Climate data for Xintai, elevation 206 m (676 ft), (1991–2020 normals, extremes 1981–present)
| Month | Jan | Feb | Mar | Apr | May | Jun | Jul | Aug | Sep | Oct | Nov | Dec | Year |
| Record high °C (°F) | 17.6 (63.7) | 22.3 (72.1) | 30.3 (86.5) | 34.1 (93.4) | 36.5 (97.7) | 37.7 (99.9) | 42.0 (107.6) | 36.8 (98.2) | 38.4 (101.1) | 34.1 (93.4) | 25.2 (77.4) | 19.5 (67.1) | 42.0 (107.6) |
| Mean daily maximum °C (°F) | 4.3 (39.7) | 7.8 (46.0) | 14.2 (57.6) | 21.3 (70.3) | 26.8 (80.2) | 30.4 (86.7) | 31.2 (88.2) | 30.2 (86.4) | 26.7 (80.1) | 21.0 (69.8) | 13.0 (55.4) | 6.1 (43.0) | 19.4 (67.0) |
| Daily mean °C (°F) | −0.9 (30.4) | 2.2 (36.0) | 8.1 (46.6) | 15.1 (59.2) | 20.9 (69.6) | 24.8 (76.6) | 26.6 (79.9) | 25.7 (78.3) | 21.4 (70.5) | 15.2 (59.4) | 7.6 (45.7) | 1.0 (33.8) | 14.0 (57.2) |
| Mean daily minimum °C (°F) | −5.0 (23.0) | −2.2 (28.0) | 3.0 (37.4) | 9.5 (49.1) | 15.2 (59.4) | 19.8 (67.6) | 22.9 (73.2) | 22.0 (71.6) | 16.9 (62.4) | 10.3 (50.5) | 3.1 (37.6) | −3.0 (26.6) | 9.4 (48.9) |
| Record low °C (°F) | −19.8 (−3.6) | −15.3 (4.5) | −10.0 (14.0) | −2.9 (26.8) | 2.7 (36.9) | 9.6 (49.3) | 15.8 (60.4) | 13.3 (55.9) | 6.3 (43.3) | −2.8 (27.0) | −10.3 (13.5) | −16.7 (1.9) | −19.8 (−3.6) |
| Average precipitation mm (inches) | 6.3 (0.25) | 11.7 (0.46) | 14.8 (0.58) | 31.7 (1.25) | 54.7 (2.15) | 91.5 (3.60) | 216.9 (8.54) | 198.6 (7.82) | 66.7 (2.63) | 28.4 (1.12) | 25.4 (1.00) | 9.3 (0.37) | 756 (29.77) |
| Average precipitation days (≥ 0.1 mm) | 2.6 | 3.4 | 3.3 | 5.2 | 6.6 | 8.2 | 12.2 | 11.9 | 7.5 | 5.0 | 4.5 | 3.1 | 73.5 |
| Average snowy days | 3.3 | 2.7 | 1.3 | 0.2 | 0 | 0 | 0 | 0 | 0 | 0 | 1.1 | 2.2 | 10.8 |
| Average relative humidity (%) | 58 | 56 | 51 | 52 | 57 | 63 | 77 | 79 | 71 | 65 | 65 | 61 | 63 |
| Mean monthly sunshine hours | 145.1 | 147.6 | 199.9 | 219.5 | 241.3 | 209.0 | 176.7 | 184.3 | 179.9 | 186.5 | 152.3 | 149.8 | 2,191.9 |
| Percentage possible sunshine | 47 | 48 | 54 | 56 | 55 | 48 | 40 | 45 | 49 | 54 | 50 | 50 | 50 |
Source: China Meteorological Administration

==Administrative divisions==
As of 2012, this city is divided to 2 subdistricts, 17 towns and 1 township.
- Subdistricts
- Qingyun Subdistrict (青云街道)
- Xinwen Subdistrict (新汶街道)

- Towns

- Dongdu (东都镇)
- Xiaoxie (小协镇)
- Zhai (翟镇)
- Quangou (泉沟镇)
- Yangliu (羊流镇)
- Guodu (果都镇)
- Xizhangzhuang (西张庄镇)
- Tianbao (天宝镇)
- Loude (楼德镇)
- Yucun (禹村镇)
- Gongli (宫里镇)
- Guli (谷里镇)
- Shilai (石莱镇)
- Fangcheng (放城镇)
- Liudu (刘杜镇)
- Wennan (汶南镇)
- Longyan (龙廷镇)

- Townships
- Daijiazhuang Township (岳家庄乡)

==Economy==
Xintai is an important area of production of foods, vegetables and petroleum.
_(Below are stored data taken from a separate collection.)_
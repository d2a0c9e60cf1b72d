//! URL validation for SSRF protection.
//!
//! Rejects targets that point at the local machine or internal networks:
//! loopback, private, link-local, unspecified, multicast, and reserved
//! addresses, plus `localhost` names. Only the literal host is inspected here;
//! see [`SafeResolver`](super::SafeResolver) for post-resolution filtering.

use std::net::{IpAddr, Ipv4Addr, Ipv6Addr};

use url::{Host, Url};

use crate::error_handling::NormalizeError;

/// Validates that a parsed URL is safe to fetch.
///
/// Only `http` and `https` are accepted, the URL must carry a host, and the
/// host must not be internal.
///
/// # Errors
///
/// Returns [`NormalizeError::UnsupportedScheme`], [`NormalizeError::MissingHost`],
/// or [`NormalizeError::UnsafeTarget`].
pub fn validate_url_safe(url: &Url) -> Result<(), NormalizeError> {
    match url.scheme() {
        "http" | "https" => {}
        scheme => return Err(NormalizeError::UnsupportedScheme(scheme.to_string())),
    }

    let host = url.host().ok_or(NormalizeError::MissingHost)?;
    check_host_safe(&host)
}

/// Validates a single host against the internal-target rules.
pub fn check_host_safe(host: &Host<&str>) -> Result<(), NormalizeError> {
    match host {
        Host::Domain(domain) => {
            if is_localhost_domain(domain) {
                return Err(NormalizeError::UnsafeTarget(format!(
                    "localhost domain '{domain}'"
                )));
            }
        }
        Host::Ipv4(ip) => {
            if is_private_ipv4(*ip) {
                return Err(NormalizeError::UnsafeTarget(format!(
                    "private IPv4 address '{ip}'"
                )));
            }
        }
        Host::Ipv6(ip) => {
            if is_private_ipv6(*ip) {
                return Err(NormalizeError::UnsafeTarget(format!(
                    "private IPv6 address '{ip}'"
                )));
            }
        }
    }
    Ok(())
}

/// Returns true for any address a check must never connect to.
pub fn is_blocked_ip(ip: IpAddr) -> bool {
    match ip {
        IpAddr::V4(v4) => is_private_ipv4(v4),
        IpAddr::V6(v6) => is_private_ipv6(v6),
    }
}

fn is_private_ipv4(ip: Ipv4Addr) -> bool {
    let octets = ip.octets();

    ip.is_loopback() // 127.0.0.0/8
        || ip.is_private() // 10/8, 172.16/12, 192.168/16
        || ip.is_link_local() // 169.254/16
        || octets[0] == 0 // this network
        || (octets[0] == 100 && (64..=127).contains(&octets[1])) // shared address space
        || ip.is_multicast() // 224/4
        || octets[0] >= 240 // reserved and broadcast
}

fn is_private_ipv6(ip: Ipv6Addr) -> bool {
    if let Some(v4) = ip.to_ipv4_mapped() {
        return is_private_ipv4(v4);
    }

    let segments = ip.segments();

    ip.is_loopback()
        || ip.is_unspecified()
        || (segments[0] & 0xfe00) == 0xfc00 // unique local
        || (segments[0] & 0xffc0) == 0xfe80 // link-local
        || ip.is_multicast()
}

fn is_localhost_domain(domain: &str) -> bool {
    let domain_lower = domain.to_lowercase();
    let domain_lower = domain_lower.trim_end_matches('.');
    matches!(domain_lower, "localhost" | "localhost.localdomain")
        || domain_lower.ends_with(".localhost")
}

#[cfg(test)]
mod tests {
    use super::*;

    fn check(url: &str) -> Result<(), NormalizeError> {
        validate_url_safe(&Url::parse(url).unwrap())
    }

    #[test]
    fn test_validate_url_safe_public_urls() {
        assert!(check("https://example.com").is_ok());
        assert!(check("http://example.com").is_ok());
        assert!(check("https://subdomain.example.com").is_ok());
        assert!(check("https://example.com:8080").is_ok());
        assert!(check("https://example.com/path?query=value").is_ok());
    }

    #[test]
    fn test_validate_url_safe_public_ips() {
        assert!(check("http://192.0.2.1").is_ok());
        assert!(check("http://8.8.8.8").is_ok());
        assert!(check("http://1.1.1.1").is_ok());
        assert!(check("http://[2001:db8::1]").is_ok());
    }

    #[test]
    fn test_validate_url_safe_private_ipv4() {
        for url in [
            "http://127.0.0.1",
            "http://127.0.0.1:8080",
            "http://127.255.0.3",
            "http://192.168.1.1",
            "http://10.0.0.1",
            "http://172.16.0.1",
            "http://172.31.255.255",
            "http://169.254.169.254",
            "http://0.0.0.0",
            "http://100.64.0.1",
            "http://224.0.0.1",
            "http://255.255.255.255",
        ] {
            assert!(
                matches!(check(url), Err(NormalizeError::UnsafeTarget(_))),
                "{url} should be rejected"
            );
        }
    }

    #[test]
    fn test_validate_url_safe_boundary_ipv4() {
        assert!(check("http://172.15.255.255").is_ok());
        assert!(check("http://172.32.0.1").is_ok());
        assert!(check("http://100.128.0.1").is_ok());
    }

    #[test]
    fn test_validate_url_safe_private_ipv6() {
        assert!(check("http://[::1]").is_err());
        assert!(check("http://[::]").is_err());
        assert!(check("http://[fc00::1]").is_err());
        assert!(check("http://[fd12:3456::1]").is_err());
        assert!(check("http://[fe80::1]").is_err());
        assert!(check("http://[ff02::1]").is_err());
        assert!(check("http://[::ffff:10.0.0.1]").is_err());
    }

    #[test]
    fn test_validate_url_safe_localhost_domains() {
        assert!(check("http://localhost").is_err());
        assert!(check("http://LOCALHOST:8080").is_err());
        assert!(check("http://localhost.localdomain").is_err());
        assert!(check("http://subdomain.localhost").is_err());
        assert!(check("http://localhost.").is_err());
    }

    #[test]
    fn test_validate_url_safe_unsafe_schemes() {
        assert!(matches!(
            check("file:///etc/passwd"),
            Err(NormalizeError::UnsupportedScheme(_))
        ));
        assert!(check("ftp://example.com").is_err());
        assert!(check("gopher://example.com").is_err());
    }

    #[test]
    fn test_is_blocked_ip() {
        assert!(is_blocked_ip("10.1.2.3".parse().unwrap()));
        assert!(is_blocked_ip("::1".parse().unwrap()));
        assert!(!is_blocked_ip("93.184.216.34".parse().unwrap()));
        assert!(!is_blocked_ip("2606:2800:220:1::1".parse().unwrap()));
    }
}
There are about 1,600 million tons of coal deposits, other mineral deposits include quartz, limestone and clay. The industrial structure of Xintai is centered on energy, building materials, machines and chemical engineering. There are more than 1,000 corporations of industry and mining.

==Transport==
The Cilai railway runs through the city. The Jinghu and the Boxu expressways converge there.